#### WHAT YOU SHOULD DO
Your answer should be every line with the word "term", copied from the data below.

#### EXERCISE MATERIAL
--- START ---
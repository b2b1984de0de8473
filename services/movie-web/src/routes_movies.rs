use axum::extract::{
    rejection::{PathRejection, QueryRejection},
    Path, Query, State,
};
use axum::http::StatusCode;
use serde::Deserialize;
use serde_json::json;
use tracing::debug;

use moviedata::{by_id_str, by_index_str, search_by_title, QueryError};

use crate::pages::PageResult;
use crate::state::SharedState;

#[derive(Deserialize)]
pub struct IdSearch {
    pub movie_id: Option<String>,
}

#[derive(Deserialize)]
pub struct TitleSearch {
    pub movie_title: Option<String>,
}

pub async fn movie_by_index(
    State(state): State<SharedState>,
    index: Result<Path<String>, PathRejection>,
) -> PageResult {
    let ds = state.dataset.dataset().map_err(|e| state.query_failure(e))?;
    // An index that cannot even be decoded is just another bad index.
    let Path(index) = index.map_err(|rejection| {
        state.query_failure(QueryError::OutOfRange { index: rejection.body_text(), len: ds.len() })
    })?;
    let movie = by_index_str(ds, &index).map_err(|e| state.query_failure(e))?;

    state.page(
        "movie",
        "Movie Details",
        json!({
            "index": index.trim(),
            "movieId": movie.movie_id,
            "movieTitle": movie.title,
            "movie": movie,
        }),
    )
}

pub async fn search_id_result(
    State(state): State<SharedState>,
    q: Result<Query<IdSearch>, QueryRejection>,
) -> PageResult {
    let ds = state.dataset.dataset().map_err(|e| state.query_failure(e))?;
    let Query(q) = q.map_err(|rejection| {
        state.query_failure(QueryError::InvalidInput(rejection.body_text()))
    })?;
    let raw = q.movie_id.unwrap_or_default();
    let movie = by_id_str(ds, &raw).map_err(|e| state.query_failure(e))?;

    state.page("searchResults", "Movie Found", json!({ "movie": movie }))
}

/// A missing `movie_title` searches for the empty term.
pub async fn search_title_result(
    State(state): State<SharedState>,
    q: Result<Query<TitleSearch>, QueryRejection>,
) -> PageResult {
    let ds = state.dataset.dataset().map_err(|e| state.query_failure(e))?;
    let Query(q) = q.map_err(|rejection| {
        debug!(error = %rejection.body_text(), "bad title search");
        state.error_page(StatusCode::NOT_FOUND, "Invalid movie title.")
    })?;
    let term = q.movie_title.unwrap_or_default();
    let movies = search_by_title(ds, &term);

    state.page(
        "searchResults",
        "Search Results",
        json!({
            "movies": movies,
            "count": movies.len(),
            "searchTerm": term,
        }),
    )
}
--- END ---
#### RESULT FOR THIS TASK
/// A missing `movie_title` searches for the empty term.
    let term = q.movie_title.unwrap_or_default();
    let movies = search_by_title(ds, &term);
            "searchTerm": term,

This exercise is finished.